Over a year ago, a friend was fired from one of those jobs with low pay, where intelligent but young people work for bosses whose potential and ability faded with their enthusiasm. As we spoke that night, going over the details, mutually incredulous and increasingly angered, I reminded her that sometimes these things happen and that opportunities will open up. Going forward, I suggested, she now had time to explore her options, spend time taking care of herself and that help was always just a phone call away. We both laughed when I reminded her that her mother would no doubt be ready with all manner of comfort, now and whenever the pocket book could not offer her the certainty of home cooked meal.

It was her mother who put the whole situation into a succinct frame. That any employer would cast out a brilliantly educated, ginger-haired wit, such as her daughter, was a clear sign the company was beyond hope: corporate collapse was imminent. If only we could believe in ourselves so completely.

Our conversation reminded me of the first time I was fired. I was a retail clerk, part-time, at a small Carlton Cards shop. The store was located in a vacant suburban mall, populated by the few chains that either could afford to keep the shop open despite poor business, or those businesses that had not yet seen the downturn in demographics. After receiving the news that I was no longer needed and there would be no more shifts for me, I returned home, head down, certain that this episode was the most dismal to date.

When I told my mother, she probed for answers to the unanswerable: “How could they do this? Don’t they have to tell you a few days before? What kind of people are they?” When I shrugged my shoulders and answered with a sullen, “I don’t know”, she cut a slice of pie and served it to me warm. It wasn’t until years later that I learned what she had done after our conversation and to this day I do not have the full details.

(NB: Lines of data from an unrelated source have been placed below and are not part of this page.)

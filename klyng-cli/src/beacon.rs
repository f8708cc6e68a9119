//  BEACON.rs
//    by Lut99
//
//  Created:
//    20 Feb 2023, 14:36:18
//  Last edited:
//    27 Feb 2023, 10:20:49
//  Auto updated?
//    Yes
//
//  Description:
//!   Implements the commands that bring the beacon up or down.
//

use log::debug;

pub use crate::errors::BeaconError as Error;
use crate::link::BeaconLink;


/***** TESTS *****/





/***** LIBRARY *****/
/// Makes sure the beacon is running, starting it if it isn't.
///
/// # Arguments
/// - `link`: The BeaconLink to the beacon to bring up.
///
/// # Errors
/// This function errors if the beacon was not running and could not be started.
pub async fn up(link: &mut impl BeaconLink) -> Result<(), Error> {
    let res: Result<(), Error> = if link.probe().await {
        println!("The beacon is already up and listening.");
        Ok(())
    } else {
        debug!("Beacon not reachable; starting it");
        if link.start().await {
            println!("The beacon is now up and listening.");
            Ok(())
        } else {
            Err(Error::StartFailed)
        }
    };
    link.release();
    res
}



/// Tells the beacon to go down, if it's running.
///
/// # Arguments
/// - `link`: The BeaconLink to the beacon to take down.
///
/// # Errors
/// This function errors if the beacon is running but refused to stop.
pub async fn down(link: &mut impl BeaconLink) -> Result<(), Error> {
    let res: Result<(), Error> = if !link.probe().await {
        println!("The beacon is not up.");
        Ok(())
    } else if link.stop().await {
        println!("The beacon is now down.");
        Ok(())
    } else {
        Err(Error::StopFailed)
    };
    link.release();
    res
}
/// Defines a single, validated entry in the hosts file.
#[derive(Clone, Debug, Eq, Hash, PartialEq)]
pub enum NodeSpec {
    /// The machine that invokes klyng.
    Local {
        /// The number of processes this machine may host.
        max_procs : MaxProcs,
    },
    /// Some other machine, reached through its own beacon.
    Remote {
        /// The hostname or address of the machine.
        host       : String,
        /// The port on which the machine's beacon listens.
        port       : u16,
        /// The number of processes this machine may host.
        max_procs  : MaxProcs,
        /// The password with which we authenticate to the remote beacon.
        credential : String,
    },
}

impl NodeSpec {
    /// Validates a single raw entry of the hosts file.
    ///
    /// # Arguments
    /// - `id`: The identifier under which the entry was found.
    /// - `raw`: The raw entry itself.
    ///
    /// # Returns
    /// The key under which the node is stored together with its validated NodeSpec.
    ///
    /// # Errors
    /// This function errors with the first rule that the entry violates.
    pub fn from_entry(id: &str, raw: &Value) -> Result<(String, Self), Error> {
        let entry: &Map<String, Value> = match raw {
            Value::Object(entry) => entry,
            raw                  => { return Err(Error::EntryNotAnObject{ id: id.into(), got: json_type(raw) }); },
        };

        let max_procs: MaxProcs = parse_max_procs(id, field(entry, "max_procs"))?;
        if id == LOCAL { return Ok((LOCAL.into(), Self::Local{ max_procs })); }

        let port       : u16    = parse_port(id, field(entry, "port"))?;
        let credential : String = parse_credential(id, field(entry, "passwd"))?;

        // An identifier that is already qualified with its port is not qualified twice
        let suffix : String = format!(":{}", port);
        let host   : &str   = id.strip_suffix(suffix.as_str()).unwrap_or(id);
        Ok((format!("{}:{}", host, port), Self::Remote{ host: host.into(), port, max_procs, credential }))
    }

    /// Serializes this NodeSpec back to an entry in the hosts file format.
    pub fn to_raw(&self) -> Value {
        let mut entry: Map<String, Value> = Map::new();
        if let MaxProcs::Bounded(max) = self.max_procs() { entry.insert("max_procs".into(), Value::from(max)); }
        if let Self::Remote{ port, credential, .. } = self {
            entry.insert("port".into(), Value::from(*port));
            entry.insert("passwd".into(), Value::from(credential.as_str()));
        }
        Value::Object(entry)
    }



    /// Returns whether this is the local machine.
    #[inline]
    pub fn is_local(&self) -> bool { matches!(self, Self::Local{ .. }) }

    /// Returns the number of processes this node may host.
    #[inline]
    pub fn max_procs(&self) -> MaxProcs {
        match self {
            Self::Local{ max_procs }      => *max_procs,
            Self::Remote{ max_procs, .. } => *max_procs,
        }
    }

    /// Returns the port of the node's beacon, if it's remote.
    #[inline]
    pub fn port(&self) -> Option<u16> { if let Self::Remote{ port, .. } = self { Some(*port) } else { None } }

    /// Returns the credential for the node's beacon, if it's remote.
    #[inline]
    pub fn credential(&self) -> Option<&str> { if let Self::Remote{ credential, .. } = self { Some(credential.as_str()) } else { None } }
}



/// Defines the validated contents of a hosts file.
///
/// The local machine is stored under `local`, remote machines under `<host>:<port>`.
#[derive(Clone, Debug, Default, Eq, PartialEq)]
pub struct HostsTopology {
    /// The nodes, by key.
    nodes : BTreeMap<String, NodeSpec>,
}

impl HostsTopology {
    /// Returns a topology with only the local machine, which may host any number of processes.
    #[inline]
    pub fn local_only() -> Self {
        Self {
            nodes : BTreeMap::from([ (LOCAL.into(), NodeSpec::Local{ max_procs: MaxProcs::Unbounded }) ]),
        }
    }

    /// Reads the hosts file at the given path.
    ///
    /// # Arguments
    /// - `path`: The path of the (JSON) hosts file.
    ///
    /// # Returns
    /// A new HostsTopology with the validated contents of the file.
    ///
    /// # Errors
    /// This function errors if we failed to read the file, if it's not valid JSON or if any of its entries are invalid.
    pub fn from_path(path: impl AsRef<Path>) -> Result<Self, Error> {
        let path: &Path = path.as_ref();

        // Open the file
        let handle: File = match File::open(path) {
            Ok(handle) => handle,
            Err(err)   => { return Err(Error::FileOpenError{ path: path.into(), err }); },
        };

        // Run it through serde
        let raw: Value = match serde_json::from_reader(handle) {
            Ok(raw)  => raw,
            Err(err) => { return Err(Error::FileParseError{ path: path.into(), err }); },
        };

        debug!("Validating hosts file '{}'...", path.display());
        Self::parse(&raw)
    }

    /// Validates the given raw hosts file contents.
    ///
    /// Missing `max_procs` become unbounded, missing `port`s become `2222` and missing `passwd`s become empty.
    ///
    /// # Arguments
    /// - `raw`: The parsed JSON of the hosts file.
    ///
    /// # Returns
    /// A new HostsTopology with the validated entries.
    ///
    /// # Errors
    /// This function errors on the first entry (in file order) that violates a rule, or that describes a node already described by an earlier entry. Nothing of the other entries is kept in that case.
    pub fn parse(raw: &Value) -> Result<Self, Error> {
        let entries: &Map<String, Value> = match raw {
            Value::Object(entries) => entries,
            raw                    => { return Err(Error::NotAMap{ got: json_type(raw) }); },
        };

        let mut nodes: BTreeMap<String, NodeSpec> = BTreeMap::new();
        for (id, entry) in entries {
            let (key, node): (String, NodeSpec) = NodeSpec::from_entry(id, entry)?;
            if nodes.contains_key(&key) { return Err(Error::DuplicateNode{ id: id.clone(), key }); }
            debug!("Hosts entry '{}' -> '{}' (max_procs: {})", id, key, node.max_procs());
            nodes.insert(key, node);
        }
        Ok(Self { nodes })
    }

    /// Serializes the topology back to the hosts file format.
    ///
    /// Parsing the result again yields the same topology.
    pub fn to_raw(&self) -> Value {
        Value::Object(self.nodes.iter().map(|(key, node)| (key.clone(), node.to_raw())).collect())
    }



    /// Returns the node stored under the given key (`local` or `<host>:<port>`).
    #[inline]
    pub fn get(&self, key: impl AsRef<str>) -> Option<&NodeSpec> { self.nodes.get(key.as_ref()) }

    /// Returns the local node, if any.
    #[inline]
    pub fn local(&self) -> Option<&NodeSpec> { self.nodes.get(LOCAL) }

    /// Returns an iterator over the remote nodes.
    #[inline]
    pub fn remotes(&self) -> impl Iterator<Item = (&String, &NodeSpec)> { self.nodes.iter().filter(|(_, node)| !node.is_local()) }

    /// Returns the number of nodes.
    #[inline]
    pub fn len(&self) -> usize { self.nodes.len() }

    /// Returns whether there are no nodes at all.
    #[inline]
    pub fn is_empty(&self) -> bool { self.nodes.is_empty() }

    /// Returns an iterator-by-reference over the nodes.
    #[inline]
    pub fn iter(&self) -> std::collections::btree_map::Iter<String, NodeSpec> { self.nodes.iter() }
}

impl<'a> IntoIterator for &'a HostsTopology {
    type Item     = (&'a String, &'a NodeSpec);
    type IntoIter = std::collections::btree_map::Iter<'a, String, NodeSpec>;

    #[inline]
    fn into_iter(self) -> Self::IntoIter {
        self.nodes.iter()
    }
}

One afternoon, she drove to the empty mall. She walked past the insurance agency, with its empty chairs and lone woman, in her tired business shirt with a name tag; past the Orange Julius kiosk, staffed by the university student trying to eek out part-time hours at minimum wage to supplement meagre student loans. She walked into that small store, with its single aisle of birthday condolences, get well soon balloons, and knick-knack curios that appeal to lonely women and those unable to find the words for what it is they meant to say.

I imagine her there: 5’4″, farm-girl seamstress whose hands and steely look tell a story, her thick Finnish accent. What did she say?

To this day whenever we find ourselves in that suburban mall, only recently turning a corner on the backs of some renovations and the new Safeway, she makes a point of looking into that little store. The episode has long since left my memory, replaced by other bosses and now staff; however, I see in her eyes the memory of wrongdoing. A look of warning; a mother’s warning to all that cross the paths of brilliant, educated children: she has her eyes on you.